Cyber security is truly an exercise in managing daily chaos to prevent a negative impact to the organization. Information security leaders are conductors of a vast orchestra of people, processes and technology that must all play from the same sheet of music. Their job gets more difficult every year as the scope of what needs to be protected grows along with scrutiny from external and internal stakeholders.
A large healthcare organization, with dozens of hospitals and tens of thousands of employees, has cracked the code when it comes to managing an effective cyber security program. They’ve developed a way to automate processes and engage business owners so they can make better decisions and improve safety.
During a case study presentation at Rsam’s annual User Conference this week, the information security leader of the healthcare company provided his insights about successfully managing IT security incidents. His team approached security with this mindset:
- Activities aren’t as important as outcomes
- Failures can occur at any time and a breach can happen on any day
- Small events can quickly explode into large events that carry risk
With that in mind, they set out to create a world-class cyber security program. The organization realized their current homegrown systems couldn’t scale or adapt to meet their future goals. They selected Rsam’s Security Incident Response solution because it gave them the ability to:
- Integrate data with external systems
- Tailor workflows
- Contain costs
- Demonstrate improvement to stakeholders
The organization’s security leader said the platform lets them address the complexity of their unique workflows. They can deploy and tune the platform as needed because Rsam doesn’t force them down a certain path; rather it provides the flexibility for them to create a path that makes sense to their organization.

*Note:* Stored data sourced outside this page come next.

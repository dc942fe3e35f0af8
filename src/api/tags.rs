use axum::extract::{Extension, Path};
use axum::routing::{delete, get};
use axum::{Json, Router};
use crate::api::{ApiContext, Mutation, Result};
use crate::entities::Tag;
use crate::tags::TagRemoval;

pub fn router() -> Router {
    Router::new()
        .route("/api/tags", get(list_tags).post(add_tag))
        .route("/api/tags/:name", delete(delete_tag))
}

#[derive(serde::Deserialize, Debug)]
struct TagBody {
    name: String,
}

async fn list_tags(
    ctx: Extension<ApiContext>,
) -> Result<Json<Vec<Tag>>> {
    Ok(Json(ctx.library.list_tags().await?))
}

async fn add_tag(
    ctx: Extension<ApiContext>,
    Json(req): Json<TagBody>,
) -> Result<Json<Mutation<Tag>>> {
    let (tag, changes) = ctx.library.add_tag(&req.name).await?;
    Ok(Json(ctx.publish(tag, changes).await))
}

async fn delete_tag(
    ctx: Extension<ApiContext>,
    Path(name): Path<String>,
) -> Result<Json<Mutation<TagRemoval>>> {
    let (removal, changes) = ctx.library.delete_tag(&name).await?;
    Ok(Json(ctx.publish(removal, changes).await))
}
use std::collections::BTreeSet;
use serde::Serialize;
use tracing::info;
use crate::entities::{Filename, ImageRecord, MetadataDocument, Tag, TvId, TvRecord};
use crate::error::{LibraryError, Result};
use crate::library::{ChangeSet, Library};
use crate::utils::str_utils::StringExtensions;

/// How much of a TV's tag set a selection covers.
#[derive(Debug, Clone, Copy, PartialEq, Eq, Serialize)]
#[serde(rename_all = "snake_case")]
pub enum TagMatch {
    Full,
    Partial,
    None,
}

impl TagMatch {
    /// A TV without tags shows everything, so any selection covers it fully.
    pub fn of(tv_tags: &BTreeSet<Tag>, selected: &BTreeSet<Tag>) -> Self {
        let covered = tv_tags.intersection(selected).count();
        match covered {
            _ if covered == tv_tags.len() => Self::Full,
            0 => Self::None,
            _ => Self::Partial,
        }
    }
}

#[derive(Debug, Clone, Serialize)]
pub struct TvMatch {
    pub id: TvId,
    pub name: String,
    pub state: TagMatch,
}

/// What a tag deletion touched.
#[derive(Debug, Clone, Default, Serialize)]
pub struct TagRemoval {
    pub tag: Tag,
    pub images: Vec<Filename>,
    pub tvs: Vec<TvId>,
}

pub fn shown_on(tv: &TvRecord, image: &ImageRecord) -> bool {
    tv.tags.is_empty() || !tv.tags.is_disjoint(&image.tags)
}

/// Images a TV displays, in filename order.
pub fn images_for_tv<'a>(doc: &'a MetadataDocument, tv: &TvRecord) -> Vec<&'a ImageRecord> {
    doc.images.values().filter(|image| shown_on(tv, image)).collect()
}

fn parse_tag(name: &str) -> Result<Tag> {
    name.normalize_tag().ok_or_else(|| LibraryError::invalid("tag name is empty"))
}

impl Library {
    pub async fn list_tags(&self) -> Result<Vec<Tag>> {
        Ok(self.document().await?.tags.into_iter().collect())
    }

    /// Adds `name` to the vocabulary. Adding a known tag changes nothing.
    pub async fn add_tag(&self, name: &str) -> Result<(Tag, ChangeSet)> {
        let tag = parse_tag(name)?;
        let added = self.store().mutate(|doc| Ok(doc.tags.insert(tag.clone()))).await?;
        if !added {
            return Ok((tag, ChangeSet::default()));
        }
        info!("added tag '{}'", tag);
        let changes = self.metadata_change(format!("added tag {tag}"));
        Ok((tag, changes))
    }

    /// Removes `name` from the vocabulary and from every image and TV in one write.
    pub async fn delete_tag(&self, name: &str) -> Result<(TagRemoval, ChangeSet)> {
        let tag = parse_tag(name)?;
        let removal = self.store().mutate(|doc| {
            let mut removal = TagRemoval { tag: tag.clone(), ..Default::default() };
            let known = doc.tags.remove(&tag);
            for image in doc.images.values_mut() {
                if image.tags.remove(&tag) {
                    removal.images.push(image.filename.clone());
                }
            }
            for tv in doc.tvs.iter_mut() {
                if tv.tags.remove(&tag) {
                    removal.tvs.push(tv.id.clone());
                }
            }
            if !known && removal.images.is_empty() && removal.tvs.is_empty() {
                return Err(LibraryError::not_found(format!("tag '{tag}'")));
            }
            Ok(removal)
        }).await?;
        info!("deleted tag '{}' from {} image(s) and {} tv(s)", tag, removal.images.len(), removal.tvs.len());
        let changes = self.metadata_change(format!("deleted tag {tag}"));
        Ok((removal, changes))
    }

    /// Per TV selection state for a set of selected tags.
    pub async fn match_tvs(&self, selected: &[String]) -> Result<Vec<TvMatch>> {
        let selected = selected.iter().filter_map(|x| x.normalize_tag()).collect::<BTreeSet<Tag>>();
        Ok(self.document().await?.tvs.into_iter()
            .map(|tv| TvMatch { state: TagMatch::of(&tv.tags, &selected), id: tv.id, name: tv.name })
            .collect())
    }
}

Since implementing Rsam, the healthcare organization can more easily manage their complex environment. All threat events and incidents are presented to users with the related control, solution and risk scenario content. Analysis is streamlined allowing them to respond faster. For example, the company has a large set of core security scenarios. Tier 1 analysts get the precedents and escalation criteria for each and they’re presented in a way they can understand. Instead of wasting time escalating up the chain, Tier 1 can solve common issues quickly.
Some best practices shared include:
- Accept that cyber security is a journey. Goals are reached over years, not months.
- Make sure stakeholders are involved, bought in and empowered to make decisions that relate to their business.
- Figure out the natural workflow of the organization and leverage it. Don’t force workflows to business owners; adapt to what’s already working.
- If you assign an action to a business owner, make sure they actually have the power to take action.
- Don’t aggregate problems to the point you lose visibility into systemic risk.
- Decision makers need line of sight down to the tactical level of execution.
- Leaders need the ability to see where real problems lie, without the need for security analysts to interpret.
Many organizations share common challenges when it comes to security incident response. The issues are real but not insurmountable with the right focus and leadership.